→ **WHAT THE EXERCISE ASKS**:
Go through the entries below. Copy out every line that contains "UserAlreadyExists".
------------------------------------
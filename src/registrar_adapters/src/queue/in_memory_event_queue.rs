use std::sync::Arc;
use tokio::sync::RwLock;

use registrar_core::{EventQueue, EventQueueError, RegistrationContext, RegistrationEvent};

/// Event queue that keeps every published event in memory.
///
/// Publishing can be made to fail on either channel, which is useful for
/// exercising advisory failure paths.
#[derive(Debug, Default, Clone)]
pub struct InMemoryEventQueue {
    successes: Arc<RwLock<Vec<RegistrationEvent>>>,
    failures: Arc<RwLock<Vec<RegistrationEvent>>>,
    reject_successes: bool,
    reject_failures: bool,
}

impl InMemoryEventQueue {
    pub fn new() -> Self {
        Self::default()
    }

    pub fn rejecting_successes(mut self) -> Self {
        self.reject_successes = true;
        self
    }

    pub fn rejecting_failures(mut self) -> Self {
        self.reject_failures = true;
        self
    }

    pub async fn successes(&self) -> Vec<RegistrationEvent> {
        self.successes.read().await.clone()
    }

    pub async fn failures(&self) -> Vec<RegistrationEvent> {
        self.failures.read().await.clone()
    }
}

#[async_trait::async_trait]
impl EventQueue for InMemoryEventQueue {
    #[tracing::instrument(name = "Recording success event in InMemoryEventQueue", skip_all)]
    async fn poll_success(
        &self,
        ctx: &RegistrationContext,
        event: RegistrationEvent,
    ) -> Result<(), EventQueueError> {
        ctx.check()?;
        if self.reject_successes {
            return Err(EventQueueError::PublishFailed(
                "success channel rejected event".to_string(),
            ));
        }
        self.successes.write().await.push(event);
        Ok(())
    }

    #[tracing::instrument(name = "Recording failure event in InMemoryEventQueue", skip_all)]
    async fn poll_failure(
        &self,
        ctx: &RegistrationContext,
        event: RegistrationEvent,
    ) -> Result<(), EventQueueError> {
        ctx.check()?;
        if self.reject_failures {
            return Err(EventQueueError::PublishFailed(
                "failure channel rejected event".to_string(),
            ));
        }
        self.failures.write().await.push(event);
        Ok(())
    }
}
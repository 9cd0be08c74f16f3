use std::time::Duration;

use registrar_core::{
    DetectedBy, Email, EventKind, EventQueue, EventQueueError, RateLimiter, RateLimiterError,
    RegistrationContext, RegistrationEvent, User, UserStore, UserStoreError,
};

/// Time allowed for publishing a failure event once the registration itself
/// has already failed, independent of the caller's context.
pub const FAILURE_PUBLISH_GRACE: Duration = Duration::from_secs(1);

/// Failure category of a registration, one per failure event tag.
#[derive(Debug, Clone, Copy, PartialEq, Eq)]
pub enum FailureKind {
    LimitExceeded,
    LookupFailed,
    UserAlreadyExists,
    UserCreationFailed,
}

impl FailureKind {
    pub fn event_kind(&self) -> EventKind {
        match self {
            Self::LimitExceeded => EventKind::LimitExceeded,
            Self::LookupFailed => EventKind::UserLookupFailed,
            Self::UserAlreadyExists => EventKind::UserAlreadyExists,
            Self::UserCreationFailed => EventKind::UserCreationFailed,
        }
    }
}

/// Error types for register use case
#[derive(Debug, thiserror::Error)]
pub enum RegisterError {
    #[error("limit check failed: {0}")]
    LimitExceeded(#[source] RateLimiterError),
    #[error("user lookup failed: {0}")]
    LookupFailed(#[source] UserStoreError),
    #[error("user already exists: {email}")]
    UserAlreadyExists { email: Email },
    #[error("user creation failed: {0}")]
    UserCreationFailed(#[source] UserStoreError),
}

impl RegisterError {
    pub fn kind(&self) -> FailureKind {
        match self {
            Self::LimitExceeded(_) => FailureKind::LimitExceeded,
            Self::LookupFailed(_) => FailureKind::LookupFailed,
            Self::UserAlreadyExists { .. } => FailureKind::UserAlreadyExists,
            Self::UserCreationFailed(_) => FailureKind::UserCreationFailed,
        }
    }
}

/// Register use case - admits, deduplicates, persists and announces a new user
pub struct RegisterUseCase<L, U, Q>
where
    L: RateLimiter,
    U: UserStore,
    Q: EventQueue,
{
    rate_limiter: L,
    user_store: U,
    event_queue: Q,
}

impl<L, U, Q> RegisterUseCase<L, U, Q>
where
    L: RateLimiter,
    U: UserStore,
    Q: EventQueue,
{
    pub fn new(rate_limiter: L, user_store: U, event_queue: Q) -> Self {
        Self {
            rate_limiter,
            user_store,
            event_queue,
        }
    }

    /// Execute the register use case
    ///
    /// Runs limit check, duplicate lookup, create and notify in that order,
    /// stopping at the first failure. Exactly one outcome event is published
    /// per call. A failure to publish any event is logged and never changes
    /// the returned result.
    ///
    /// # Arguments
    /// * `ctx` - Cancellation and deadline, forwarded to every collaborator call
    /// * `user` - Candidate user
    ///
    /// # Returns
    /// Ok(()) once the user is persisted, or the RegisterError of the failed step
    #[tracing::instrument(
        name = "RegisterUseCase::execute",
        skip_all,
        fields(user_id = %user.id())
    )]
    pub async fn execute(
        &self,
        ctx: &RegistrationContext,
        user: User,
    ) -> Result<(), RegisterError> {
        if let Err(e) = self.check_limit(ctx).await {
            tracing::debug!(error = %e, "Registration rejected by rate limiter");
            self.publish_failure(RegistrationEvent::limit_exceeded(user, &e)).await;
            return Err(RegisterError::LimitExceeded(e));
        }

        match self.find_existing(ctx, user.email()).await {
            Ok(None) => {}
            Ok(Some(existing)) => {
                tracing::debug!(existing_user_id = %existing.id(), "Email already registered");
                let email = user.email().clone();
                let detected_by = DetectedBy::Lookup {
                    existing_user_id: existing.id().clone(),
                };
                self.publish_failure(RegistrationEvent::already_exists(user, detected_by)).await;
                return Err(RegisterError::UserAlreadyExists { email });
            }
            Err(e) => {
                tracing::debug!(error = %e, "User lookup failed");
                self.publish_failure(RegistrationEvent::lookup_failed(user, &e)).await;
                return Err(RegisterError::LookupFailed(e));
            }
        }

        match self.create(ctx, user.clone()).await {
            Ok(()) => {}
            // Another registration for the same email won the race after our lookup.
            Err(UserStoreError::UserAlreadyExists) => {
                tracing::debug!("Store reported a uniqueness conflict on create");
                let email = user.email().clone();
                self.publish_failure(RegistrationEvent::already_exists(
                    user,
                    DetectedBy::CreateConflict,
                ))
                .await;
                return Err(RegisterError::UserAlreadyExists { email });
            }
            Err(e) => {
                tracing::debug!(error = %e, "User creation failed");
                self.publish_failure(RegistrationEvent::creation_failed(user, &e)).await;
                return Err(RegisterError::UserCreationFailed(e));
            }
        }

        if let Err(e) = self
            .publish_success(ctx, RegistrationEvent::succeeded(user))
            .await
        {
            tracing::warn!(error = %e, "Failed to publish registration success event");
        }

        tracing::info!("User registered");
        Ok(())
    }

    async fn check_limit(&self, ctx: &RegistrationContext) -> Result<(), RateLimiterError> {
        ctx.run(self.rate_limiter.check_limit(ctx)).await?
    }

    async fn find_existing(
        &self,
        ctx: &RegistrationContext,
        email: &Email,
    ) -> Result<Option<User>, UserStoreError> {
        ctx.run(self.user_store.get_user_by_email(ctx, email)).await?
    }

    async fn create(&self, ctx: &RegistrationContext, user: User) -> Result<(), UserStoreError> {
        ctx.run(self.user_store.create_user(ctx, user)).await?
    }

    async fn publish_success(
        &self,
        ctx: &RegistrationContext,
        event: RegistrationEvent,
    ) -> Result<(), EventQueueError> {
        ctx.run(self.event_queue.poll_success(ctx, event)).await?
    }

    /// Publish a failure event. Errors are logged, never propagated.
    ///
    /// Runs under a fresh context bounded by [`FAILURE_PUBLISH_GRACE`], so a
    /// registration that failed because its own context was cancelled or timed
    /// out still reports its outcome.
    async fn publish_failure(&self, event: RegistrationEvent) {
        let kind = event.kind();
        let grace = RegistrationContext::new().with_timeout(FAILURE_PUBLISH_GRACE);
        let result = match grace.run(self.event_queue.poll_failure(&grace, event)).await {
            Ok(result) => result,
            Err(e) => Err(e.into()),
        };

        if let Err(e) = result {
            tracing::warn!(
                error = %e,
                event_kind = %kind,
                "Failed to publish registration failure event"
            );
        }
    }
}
------------------------------------
→ **RESPONSE**:
    UserAlreadyExists,
            Self::UserAlreadyExists => EventKind::UserAlreadyExists,
    UserAlreadyExists { email: Email },
            Self::UserAlreadyExists { .. } => FailureKind::UserAlreadyExists,
                return Err(RegisterError::UserAlreadyExists { email });
            Err(UserStoreError::UserAlreadyExists) => {
                return Err(RegisterError::UserAlreadyExists { email });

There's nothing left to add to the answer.